Directions:
Scan the records below for the line containing "left the relay." and the line containing "handshake query parameters.". Copy both, plus every line between, exactly.

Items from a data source
++++++
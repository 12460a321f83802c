use crate::host::{GamePosition, MoveList};
use crate::types::Score;

pub struct ScoredMove<M> {
    pub mv: M,
    pub score: Score,
}

/// Below this depth moves are searched in host order.
pub const MIN_ORDERING_DEPTH: u8 = 2;

/// One-ply lookahead ordering. Each move is played and the resulting position scored with
/// `static_eval` (from the opponent's side), then moves are sorted ascending so replies that
/// are worst for the opponent come first. Ties keep host order.
pub fn order_moves<P, F>(pos: &mut P, moves: MoveList<P::Move>, depth: u8, mut static_eval: F) -> MoveList<P::Move>
where
    P: GamePosition,
    F: FnMut(&mut P) -> Score,
{
    if depth < MIN_ORDERING_DEPTH {
        return moves;
    }

    let mut scored: Vec<ScoredMove<P::Move>> = Vec::with_capacity(moves.len());
    for mv in moves {
        pos.make_move(&mv);
        let score = static_eval(pos);
        pos.undo_move(&mv);
        scored.push(ScoredMove { mv, score });
    }

    scored.sort_by_key(|s| s.score);
    scored.into_iter().map(|s| s.mv).collect()
}
use thiserror::Error;

#[derive(Debug, Error, PartialEq, Eq)]
pub enum EngineError {
    #[error("invalid FEN `{fen}`: {reason}")]
    InvalidFen { fen: String, reason: String },

    #[error("illegal move `{0}`")]
    IllegalMove(String),

    #[error("no legal moves in position")]
    NoLegalMoves,
}
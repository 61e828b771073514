//! Relay wire protocol.
//!
//! Every websocket text frame carries one JSON object of the form
//! `{"event": "<name>", "data": <payload>}`. Connection lifecycle
//! (connect, disconnect, reconnect) is a transport concern and never
//! appears as a frame.
//!
//! | Direction | Event | Payload |
//! |-----------|-------|---------|
//! | client -> relay | `locationUpdate` | [`PositionSample`] |
//! | relay -> client | `locationUpdate` | [`PositionSample`] from another participant |
//! | relay -> client | `connectedUsers` | roster of [`PositionSample`] |
//! | relay -> client | `userDisconnected` | [`ParticipantId`] |

use serde::{Deserialize, Serialize};
use ts_rs::TS;

use crate::ids::ParticipantId;
use crate::location::PositionSample;

/// Query parameter carrying the participant id on the websocket handshake.
pub const PARTICIPANT_ID_PARAM: &str = "participantId";

/// Query parameter carrying the display name on the websocket handshake.
pub const DISPLAY_NAME_PARAM: &str = "name";

/// Frames sent from a client to the relay.
#[derive(Debug, Clone, PartialEq, Serialize, Deserialize, TS)]
#[serde(tag = "event", content = "data", rename_all = "camelCase")]
#[ts(export, export_to = "bindings/")]
pub enum ClientEvent {
    /// The sender's latest position.
    LocationUpdate(PositionSample),
}

/// Frames sent from the relay to a client.
#[derive(Debug, Clone, PartialEq, Serialize, Deserialize, TS)]
#[serde(tag = "event", content = "data", rename_all = "camelCase")]
#[ts(export, export_to = "bindings/")]
pub enum ServerEvent {
    /// Another participant moved.
    LocationUpdate(PositionSample),
    /// Last known positions of everyone already connected, sent on join.
    ConnectedUsers(Vec<PositionSample>),
    /// A participant left the relay.
    UserDisconnected(ParticipantId),
}

impl ServerEvent {
    /// Short event name for logging.
    pub const fn name(&self) -> &'static str {
        match self {
            Self::LocationUpdate(_) => "locationUpdate",
            Self::ConnectedUsers(_) => "connectedUsers",
            Self::UserDisconnected(_) => "userDisconnected",
        }
    }
}

/// Connection-time metadata sent as handshake query parameters.
#[derive(Debug, Clone, PartialEq, Eq, Serialize, Deserialize, TS)]
#[serde(rename_all = "camelCase")]
#[ts(export, export_to = "bindings/")]
pub struct Handshake {
    /// Identity of the connecting session.
    pub participant_id: ParticipantId,
    /// Human-readable name shown to other participants.
    #[serde(rename = "name", default)]
    pub display_name: String,
}

#[cfg(test)]
mod tests {
    use super::*;

    #[test]
    fn client_event_uses_event_data_envelope() {
        let sample = PositionSample::new(ParticipantId::new("A"), 1.0, 2.0, 3.0, 4);
        let json = serde_json::to_value(ClientEvent::LocationUpdate(sample)).unwrap_or_default();
        assert_eq!(json["event"], "locationUpdate");
        assert_eq!(json["data"]["participantId"], "A");
    }

    #[test]
    fn server_events_parse_from_wire() {
        let raw = r#"{"event":"userDisconnected","data":"B"}"#;
        let parsed: Result<ServerEvent, _> = serde_json::from_str(raw);
        assert!(matches!(parsed, Ok(ServerEvent::UserDisconnected(ref id)) if id.as_str() == "B"));

        let raw = r#"{"event":"connectedUsers","data":[]}"#;
        let parsed: Result<ServerEvent, _> = serde_json::from_str(raw);
        assert!(matches!(parsed, Ok(ServerEvent::ConnectedUsers(ref v)) if v.is_empty()));
    }

    #[test]
    fn unknown_event_is_rejected() {
        let raw = r#"{"event":"teleport","data":{}}"#;
        let parsed: Result<ServerEvent, _> = serde_json::from_str(raw);
        assert!(parsed.is_err());
    }

    #[test]
    fn handshake_reads_name_param() {
        let raw = r#"{"participantId":"C","name":"Carol"}"#;
        let parsed: Result<Handshake, _> = serde_json::from_str(raw);
        assert_eq!(
            parsed.ok().map(|h| h.display_name),
            Some(String::from("Carol"))
        );
    }
}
++++++
Output below:
    /// A participant left the relay.
    UserDisconnected(ParticipantId),
}

impl ServerEvent {
    /// Short event name for logging.
    pub const fn name(&self) -> &'static str {
        match self {
            Self::LocationUpdate(_) => "locationUpdate",
            Self::ConnectedUsers(_) => "connectedUsers",
            Self::UserDisconnected(_) => "userDisconnected",
        }
    }
}

/// Connection-time metadata sent as handshake query parameters.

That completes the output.